Последнее время на глаза мои с легкостью наворачивались слезы, и я лишь старалась не шмыгать носом и не всхлипывать слишком громко. Я не представляла, как смогу вернуться в Готорп, но и здесь не могла задерживаться надолго, вечно пользуясь гостеприимством матери. Я погрязла в болоте этой жизни, и оно затягивало меня все глубже и глубже. Однако сейчас, сидя у окна и вглядываясь в царившую за ним тихую ночь, я не хотела думать о будущем, даже о ближайших днях. Ведь я еще по-прежнему жива, и мой ребенок тоже, он шевелился во мне, точно новорожденный котенок, я чувствовала его постоянно… теперь мне никогда не будет одиноко. И в то же мгновение я осознала, что если он родится и если я выживу и стану матерью, то больше вообще никогда не буду одинокой. Я могла потерять Ричарда – пусть даже отчасти его любовь, – и мое восприятие нашей семейной жизни резко изменилось, но у меня на всю жизнь появится настоящий друг.

Повернувшись в кресле, я взглянула на спящую женщину, понимая, что только она способна помочь мне обрести новую жизнь. Ее золотистые волосы раскинулись по постели и спускались на спину, грудь тихо вздымалась. Мне вспомнился мужчина, расстроивший Алису в «Руке с челноком», и то, как она сказала, что дети не стоят тех сложностей, которые требуются, чтобы их вырастить. У меня возникло ощущение, что она стала первым человеком, которого я могла назвать подругой, но что я, в сущности, знаю о ее жизни?

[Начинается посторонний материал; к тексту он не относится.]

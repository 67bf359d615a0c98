//! Declarative access policies.
//!
//! A policy is an ordered list of independent rules, each pairing a subject
//! matcher with the operations it grants. Rules combine as a union: any
//! matching rule that grants the requested operation allows it. Disabled
//! operations are removed before any rule is consulted.

use std::collections::BTreeSet;
use std::fmt::Debug;

use serde::{Deserialize, Serialize};

use crate::{Subject, UserRole};

/// Operation kinds a policy can grant.
pub trait PolicyOperation: Copy + Ord + Debug {
    /// Returns true when a rule granting `granted` also grants `self`.
    fn granted_by(self, granted: Self) -> bool {
        self == granted
    }

    /// Returns a stable label for error messages.
    fn label(self) -> &'static str;
}

/// Record operations.
#[derive(Debug, Clone, Copy, PartialEq, Eq, Hash, PartialOrd, Ord, Serialize, Deserialize)]
#[serde(rename_all = "snake_case")]
pub enum Operation {
    /// Create a record.
    Create,
    /// Read a record.
    Read,
    /// Update a record.
    Update,
    /// Delete a record.
    Delete,
    /// Listen to record changes.
    Subscribe,
}

impl PolicyOperation for Operation {
    fn granted_by(self, granted: Self) -> bool {
        self == granted || (self == Self::Subscribe && granted == Self::Read)
    }

    fn label(self) -> &'static str {
        match self {
            Self::Create => "create",
            Self::Read => "read",
            Self::Update => "update",
            Self::Delete => "delete",
            Self::Subscribe => "subscribe",
        }
    }
}

/// Who a rule applies to.
#[derive(Debug, Clone, PartialEq, Eq)]
pub enum SubjectMatcher {
    /// Callers without identity.
    Guest,
    /// Any caller with an identity.
    Authenticated,
    /// Callers belonging to at least one of the groups.
    Groups(Vec<UserRole>),
    /// Callers whose identity equals the record's owner field.
    Owner,
}

/// One rule of a policy.
#[derive(Debug, Clone, PartialEq, Eq)]
pub struct AccessRule<Op> {
    matcher: SubjectMatcher,
    operations: BTreeSet<Op>,
}

impl<Op: PolicyOperation> AccessRule<Op> {
    /// Creates a rule granting operations to matching subjects.
    #[must_use]
    pub fn new(matcher: SubjectMatcher, operations: &[Op]) -> Self {
        Self {
            matcher,
            operations: operations.iter().copied().collect(),
        }
    }

    /// Returns the subject matcher.
    #[must_use]
    pub fn matcher(&self) -> &SubjectMatcher {
        &self.matcher
    }

    fn grants(&self, operation: Op) -> bool {
        self.operations
            .iter()
            .any(|granted| operation.granted_by(*granted))
    }
}

/// Ownership facts available when a rule is evaluated.
#[derive(Debug, Clone, Copy, PartialEq, Eq)]
pub enum OwnerCheck<'a> {
    /// A stored record exists; carries its owner field value.
    Instance(Option<&'a str>),
    /// No stored record yet; carries the owner field value the caller proposes.
    Proposed(Option<&'a str>),
    /// The target has no ownership concept.
    NotApplicable,
}

impl OwnerCheck<'_> {
    fn is_owned_by(self, subject: &Subject) -> bool {
        let owner = match self {
            Self::Instance(owner) | Self::Proposed(owner) => owner,
            Self::NotApplicable => None,
        };

        match (owner, subject.identity_id()) {
            (Some(owner), Some(identity)) => owner == identity,
            _ => false,
        }
    }
}

/// Why a request was denied.
#[derive(Debug, Clone, Copy, PartialEq, Eq, Serialize, Deserialize)]
#[serde(rename_all = "snake_case")]
pub enum DenyReason {
    /// No rule granted the operation.
    NotAuthorized,
    /// The operation is structurally unavailable.
    OperationDisabled,
}

/// Policy evaluation outcome.
#[derive(Debug, Clone, Copy, PartialEq, Eq)]
pub enum Decision {
    /// The operation may proceed.
    Allow,
    /// The operation is refused.
    Deny(DenyReason),
}

impl Decision {
    /// Returns true for [`Decision::Allow`].
    #[must_use]
    pub fn is_allowed(self) -> bool {
        matches!(self, Self::Allow)
    }
}

/// Scope of records a subject may list.
#[derive(Debug, Clone, PartialEq, Eq)]
pub enum ListingScope {
    /// Every record of the type.
    All,
    /// Only records whose owner field equals the identity.
    Owned(String),
    /// Listing is refused.
    Denied(DenyReason),
}

/// Ordered rule set with disabled operations.
#[derive(Debug, Clone, PartialEq, Eq)]
pub struct Policy<Op> {
    rules: Vec<AccessRule<Op>>,
    disabled: BTreeSet<Op>,
}

impl<Op: PolicyOperation> Default for Policy<Op> {
    fn default() -> Self {
        Self {
            rules: Vec::new(),
            disabled: BTreeSet::new(),
        }
    }
}

impl<Op: PolicyOperation> Policy<Op> {
    /// Creates a policy from rules.
    #[must_use]
    pub fn new(rules: Vec<AccessRule<Op>>) -> Self {
        Self {
            rules,
            disabled: BTreeSet::new(),
        }
    }

    /// Adds a rule.
    #[must_use]
    pub fn allow(mut self, matcher: SubjectMatcher, operations: &[Op]) -> Self {
        self.rules.push(AccessRule::new(matcher, operations));
        self
    }

    /// Disables operations regardless of rules.
    #[must_use]
    pub fn disable(mut self, operations: &[Op]) -> Self {
        self.disabled.extend(operations.iter().copied());
        self
    }

    /// Returns the rules in declaration order.
    #[must_use]
    pub fn rules(&self) -> &[AccessRule<Op>] {
        self.rules.as_slice()
    }

    /// Returns true when the operation is structurally disabled.
    #[must_use]
    pub fn is_disabled(&self, operation: Op) -> bool {
        self.disabled.contains(&operation)
    }

    /// Decides whether the subject may perform the operation.
    #[must_use]
    pub fn evaluate(&self, subject: &Subject, operation: Op, owner: OwnerCheck<'_>) -> Decision {
        if self.is_disabled(operation) {
            return Decision::Deny(DenyReason::OperationDisabled);
        }

        if matches!(subject, Subject::System) {
            return Decision::Allow;
        }

        let granted = self
            .rules
            .iter()
            .filter(|rule| rule.grants(operation))
            .any(|rule| Self::matches(rule.matcher(), subject, owner));

        if granted {
            Decision::Allow
        } else {
            Decision::Deny(DenyReason::NotAuthorized)
        }
    }

    /// Decides which records of a type the subject may list with `operation`.
    ///
    /// When only ownership rules grant the operation the listing narrows to
    /// the subject's own records.
    #[must_use]
    pub fn listing_scope(&self, subject: &Subject, operation: Op) -> ListingScope {
        if self.is_disabled(operation) {
            return ListingScope::Denied(DenyReason::OperationDisabled);
        }

        if matches!(subject, Subject::System) {
            return ListingScope::All;
        }

        let granting = self.rules.iter().filter(|rule| rule.grants(operation));
        let mut owner_rule = false;
        for rule in granting {
            match rule.matcher() {
                SubjectMatcher::Owner => owner_rule = true,
                matcher => {
                    if Self::matches(matcher, subject, OwnerCheck::NotApplicable) {
                        return ListingScope::All;
                    }
                }
            }
        }

        match (owner_rule, subject.identity_id()) {
            (true, Some(identity)) => ListingScope::Owned(identity.to_owned()),
            _ => ListingScope::Denied(DenyReason::NotAuthorized),
        }
    }

    fn matches(matcher: &SubjectMatcher, subject: &Subject, owner: OwnerCheck<'_>) -> bool {
        match matcher {
            SubjectMatcher::Guest => matches!(subject, Subject::Guest),
            SubjectMatcher::Authenticated => matches!(subject, Subject::Authenticated { .. }),
            SubjectMatcher::Groups(groups) => groups.iter().any(|group| subject.in_group(*group)),
            SubjectMatcher::Owner => owner.is_owned_by(subject),
        }
    }
}

#[cfg(test)]
mod tests {
    use enermina_core::UserIdentity;
    use proptest::prelude::*;

    use super::{DenyReason, Decision, ListingScope, Operation, OwnerCheck, Policy, SubjectMatcher};
    use crate::{Subject, UserRole};

    fn reminder_policy() -> Policy<Operation> {
        Policy::default()
            .allow(
                SubjectMatcher::Owner,
                &[
                    Operation::Read,
                    Operation::Create,
                    Operation::Update,
                    Operation::Delete,
                ],
            )
            .allow(
                SubjectMatcher::Groups(vec![UserRole::Admin, UserRole::Professional]),
                &[
                    Operation::Read,
                    Operation::Update,
                    Operation::Create,
                    Operation::Delete,
                ],
            )
    }

    fn member(id: &str, groups: &[UserRole]) -> Subject {
        Subject::authenticated(UserIdentity::new(id, None), groups.iter().copied())
    }

    #[test]
    fn ownership_rule_requires_matching_identity() {
        let policy = reminder_policy();
        let subject = member("user-a", &[UserRole::Subscriber]);

        assert_eq!(
            policy.evaluate(&subject, Operation::Update, OwnerCheck::Instance(Some("user-b"))),
            Decision::Deny(DenyReason::NotAuthorized)
        );
        assert_eq!(
            policy.evaluate(&subject, Operation::Update, OwnerCheck::Instance(Some("user-a"))),
            Decision::Allow
        );
    }

    #[test]
    fn group_rule_is_independent_of_ownership() {
        let policy = reminder_policy();
        let admin = member("user-a", &[UserRole::Admin]);

        assert_eq!(
            policy.evaluate(&admin, Operation::Update, OwnerCheck::Instance(Some("user-b"))),
            Decision::Allow
        );
    }

    #[test]
    fn proposed_owner_is_checked_on_create() {
        let policy = reminder_policy();
        let subject = member("user-a", &[]);

        assert!(
            policy
                .evaluate(&subject, Operation::Create, OwnerCheck::Proposed(Some("user-a")))
                .is_allowed()
        );
        assert!(
            !policy
                .evaluate(&subject, Operation::Create, OwnerCheck::Proposed(Some("user-b")))
                .is_allowed()
        );
        assert!(
            !policy
                .evaluate(&subject, Operation::Create, OwnerCheck::Proposed(None))
                .is_allowed()
        );
    }

    #[test]
    fn read_grant_covers_subscribe_unless_disabled() {
        let policy = Policy::default().allow(SubjectMatcher::Authenticated, &[Operation::Read]);
        let subject = member("user-a", &[]);
        assert!(
            policy
                .evaluate(&subject, Operation::Subscribe, OwnerCheck::NotApplicable)
                .is_allowed()
        );

        let policy = policy.disable(&[Operation::Subscribe]);
        assert_eq!(
            policy.evaluate(&subject, Operation::Subscribe, OwnerCheck::NotApplicable),
            Decision::Deny(DenyReason::OperationDisabled)
        );
    }

    #[test]
    fn guest_matcher_does_not_cover_authenticated_callers() {
        let policy = Policy::default().allow(SubjectMatcher::Guest, &[Operation::Read]);
        assert!(
            policy
                .evaluate(&Subject::Guest, Operation::Read, OwnerCheck::NotApplicable)
                .is_allowed()
        );
        assert!(
            !policy
                .evaluate(&member("user-a", &[]), Operation::Read, OwnerCheck::NotApplicable)
                .is_allowed()
        );
    }

    #[test]
    fn system_subject_is_bounded_by_disabled_operations() {
        let policy = reminder_policy().disable(&[Operation::Delete]);
        assert!(
            policy
                .evaluate(&Subject::System, Operation::Create, OwnerCheck::Proposed(None))
                .is_allowed()
        );
        assert_eq!(
            policy.evaluate(&Subject::System, Operation::Delete, OwnerCheck::Instance(None)),
            Decision::Deny(DenyReason::OperationDisabled)
        );
    }

    #[test]
    fn listing_narrows_to_owned_records_for_owner_only_grants() {
        let policy = reminder_policy();
        assert_eq!(
            policy.listing_scope(&member("user-a", &[UserRole::Subscriber]), Operation::Read),
            ListingScope::Owned("user-a".to_owned())
        );
        assert_eq!(
            policy.listing_scope(&member("user-a", &[UserRole::Professional]), Operation::Read),
            ListingScope::All
        );
        assert_eq!(
            policy.listing_scope(&Subject::Guest, Operation::Read),
            ListingScope::Denied(DenyReason::NotAuthorized)
        );
    }

    fn any_operation() -> impl Strategy<Value = Operation> {
        prop_oneof![
            Just(Operation::Create),
            Just(Operation::Read),
            Just(Operation::Update),
            Just(Operation::Delete),
            Just(Operation::Subscribe),
        ]
    }

    fn any_subject() -> impl Strategy<Value = Subject> {
        prop_oneof![
            Just(Subject::Guest),
            Just(Subject::System),
            (
                "[a-c]",
                proptest::collection::btree_set(
                    prop_oneof![
                        Just(UserRole::Admin),
                        Just(UserRole::Professional),
                        Just(UserRole::Subscriber),
                    ],
                    0..3
                )
            )
                .prop_map(|(id, groups)| member(&id, &groups.into_iter().collect::<Vec<_>>())),
        ]
    }

    proptest! {
        #[test]
        fn disabled_operations_always_deny(
            subject in any_subject(),
            operation in any_operation(),
            owner in proptest::option::of("[a-c]"),
        ) {
            let policy = reminder_policy()
                .allow(SubjectMatcher::Guest, &[Operation::Read])
                .disable(&[operation]);
            let decision = policy.evaluate(&subject, operation, OwnerCheck::Instance(owner.as_deref()));
            prop_assert_eq!(decision, Decision::Deny(DenyReason::OperationDisabled));
        }

        #[test]
        fn adding_a_rule_never_revokes_access(
            subject in any_subject(),
            operation in any_operation(),
            owner in proptest::option::of("[a-c]"),
        ) {
            let base = reminder_policy();
            let extended = reminder_policy().allow(SubjectMatcher::Guest, &[Operation::Read]);
            let check = OwnerCheck::Instance(owner.as_deref());
            if base.evaluate(&subject, operation, check).is_allowed() {
                prop_assert!(extended.evaluate(&subject, operation, check).is_allowed());
            }
        }
    }
}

Словно почувствовав, что за ней наблюдают, Алиса пошевелилась на своей узкой кровати и тихо застонала. Я видела, что она вновь успокоилась, но потом неожиданно напряженно вытянулась, и ее руки вцепились в одеяло.

– Забудь ее, – тихо проскулила она, – забудь…

Но пока я решала, не стоит ли разбудить ее, она так же внезапно успокоилась, тело ее расслабилось, лицо разгладилось, и она продолжила мирно спать.

А я продолжала сидеть, сложив руки на животе, и смотрела, как проявляется перед рассветом чернильно-синее небо, и только когда птичьи крики прорезали тишину, веки мои потяжелели, и я вернулась в кровать на остывшие простыни.

* * *

Утром, собравшись к завтраку, мы представляли собой мрачную компанию. Алиса хотела, видимо, отправиться есть со слугами, но я просила ее остаться со мной и матерью, и, хотя она отказывалась, я настояла на своем. Ни она, ни моя мать не испытывали радости от общей трапезы, и обе сидели с мученическим видом, когда перед ними поставили тарелки с яйцами. Принесли и хлеб, но его вкус резко отличался о того, что пекли в Готорпе. И мне вспомнилось, как вчера вечером слуга сообщил матери, что у них остался только ржаник, хлеб, сделанный из отрубей, а не из муки.

Местами платье и капор, казалось, царапали мою кожу, и я вяло почесалась, подавив зевок. Алиса медлила, не решаясь начать есть вареное яйцо, и тогда я тоже взяла с тарелки яйцо, ощутив на ладони его теплую весомую округлость. На фоне плотного яичного белка моя рука выглядела желтоватой.

– Флитвуд, может, вам попалось недоваренное яйцо? – спросила моя мать.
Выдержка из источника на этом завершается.